Posted by lingonberry on May 5, 2010, at 10:18:03

In reply to Re: Want to quit, but do I need to 'fess up, first?, posted by Marie Box on May 5, 2010, at 2:35:43

Mrrrhhhghh. Everyone always suggest bringing something in writing. I did that to a psychiatrist once, and she basically just told me she didn't have the time to address any of it, and I was really embarrassed. I confessed a lot that I had never told anyone else, and so I felt really dismissed when she wouldn't go through it.

Sorry you have to go through this. That sucks! Really! It was not an appropriate way to handle the situation. I know it hurts but her lack of interest has nothing to do with you. Dont interpret that as a proof of your needs being bad or wrong, because they are not.

On top of that, my therapist has never once suggested that I write something down and bring it into session. She never suggests ANYthing. At the beginning, she would give me some therapy "homework," but now she has completely stopped doing that. She is very non-directive, only "suggesting" things to talk about if I tell her in a session beforehand that I want her to. It drives me crazy, but I don't want to say anything because I don't want to talk about myself or let her know that I care. I'm afraid that by asking I'm going to "reveal" all of this stuff about myself to her. I'm basically paranoid that I have no defenses against her other than silence, flat affect, and feigned detachment. I know that this is very all-or-nothing but I am afraid of--what? I don't know. Why would I care if she knows me? Why do I feel this need to hide and protect myself?

Therapists have different approaches. My T is also very non-directive. I think most T´s in the psychodynamic fields are. Its not like regular counselling or coaching. They want you to listen to your self, to observe whats going on inside of you when you dont get what you need.
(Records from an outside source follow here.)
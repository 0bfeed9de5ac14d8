use chrono::NaiveDateTime;
use rust_decimal::Decimal;
use serde::{Deserialize, Serialize};
use validator::Validate;

/// 创建优惠券请求
/// 业务校验(优惠码, 折扣, 过期时间)在服务层完成, 这里只校验列长度
/// 折扣按原始数字文本解析, 不经过 f64
#[derive(Debug, Default, Validate, Deserialize, Serialize, Clone)]
#[serde(rename_all = "camelCase")]
pub struct ReqCoupon {
    pub code: Option<String>,
    #[validate(length(max = 255, message = "description must not exceed 255 characters"))]
    pub description: Option<String>,
    #[serde(default, with = "rust_decimal::serde::arbitrary_precision_option")]
    pub discount_value: Option<Decimal>,
    pub expiration_date: Option<NaiveDateTime>,
    pub published: Option<bool>,
}
use tracing_subscriber::{layer::SubscriberExt, util::SubscriberInitExt, EnvFilter};

pub mod pgsql;

const DEFAULT_FILTER: &str = "coupon=debug,common=debug,info";

/// 初始化日志, RUST_LOG 优先
pub fn init_logger() {
    let filter =
        EnvFilter::try_from_default_env().unwrap_or_else(|_| EnvFilter::new(DEFAULT_FILTER));

    tracing_subscriber::registry()
        .with(filter)
        .with(tracing_subscriber::fmt::layer().with_target(true))
        .init();
}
Probably, you have not got what you needed from your parents and thats the reason you are in therapy. You are afraid of your needs, remembering deep inside what happened in the past when you expressed them. But your T will NOT meet you in the same way as your parent did. Therefore, you have to acknowledge your needs, talk about them with your T, telling her that you feel ashamed of having those needs and that you are afraid that no one will ever listening to you or satisfy them. She will be thrilled if you will be able to speak up. Our needs are not wrong, our parents way of handling our needs was wrong. Not the needs per se. Thats what you have to learn in therapy.
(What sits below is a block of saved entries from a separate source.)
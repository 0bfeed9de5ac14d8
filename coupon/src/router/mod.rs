use std::sync::Arc;

use axum::middleware as AxumMiddleware;
use axum::routing::{delete, get};
use axum::{Extension, Router};

use crate::controller::CouponController;
use crate::middleware;
use crate::models::CouponStore;
use crate::service::CouponService;

pub fn routers<S: CouponStore>(service: Arc<CouponService<S>>) -> Router {
    Router::new()
        .route(
            "/coupon",
            get(CouponController::index::<S>).post(CouponController::create::<S>),
        )
        .route("/coupon/:id", delete(CouponController::delete::<S>))
        .layer(Extension(service))
        .layer(AxumMiddleware::from_fn(middleware::request_path))
}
I know that I am acting out some. I lie, and skip sessions, and self-injure. But I keep going to see her. It's so stupid. I'm afraid to confront and be confronted.

You are not stupid. I think youre afraid. The little child within you are so afraid of meeting her parents again if she express her need to T, ie. of being rejected again. We are so primed for rejection and disaster. Its okay to be afraid. I did that too. I was SO afraid of trusting my T. I had a tremendous resistance to become dependent on him. But you can trust your T. She cares about you, even if you yet dont realize it.

I also read about psychology and psychotherapy all. the. freakin'. time. Why do I do this? I waste, seriously, like 2-7 hours per day researching stuff. Sometimes it feels compulsive. I don't want to tell her what I think about it though because I don't want to tell her what I feel is the truth and then be wrong. It hurts too badly.

Me too! Before I learned to trust my T I checked up on him by learning about what to expect from psychotherapy, so I know he did the right thing. LOL. For me, it was about control. I had a feeling of being out of control, not being able to defend myself; I couldn´t trust my gut feelings, fear of confrontation and so on. I think I have read almost anything worth knowing about Psychotherapy. Its pretty exhausting.

I have no idea how much my therapist knows about all of this. She must know that SOMETHING is going on. Gah. Why won't she say anything? Why is she so non-directive? Why doesn't she ask me why I do things that she MUST notice that I do, such as avoid expressing sadness or embarrassment, or refuse to pick a topic for session, or whatever. What is she waiting for? This total lack of direction and input wasn't her style in the past; I don't understand why it changed. I wish I had the guts to ask her :( I hate this :(

I think she is acting this way out of concern for you. She knows you are afraid. Trust me, she knows and she respects you enough to not rip you off your defence. It takes a lot from a T to just sit still in the boat while watching a client hurting themselves, knowing that you will go on until you are ready to take a deep look at yourself and start to talk to your T. She is still with you, arent she?´She is listening to you, caring about you but you need to se that.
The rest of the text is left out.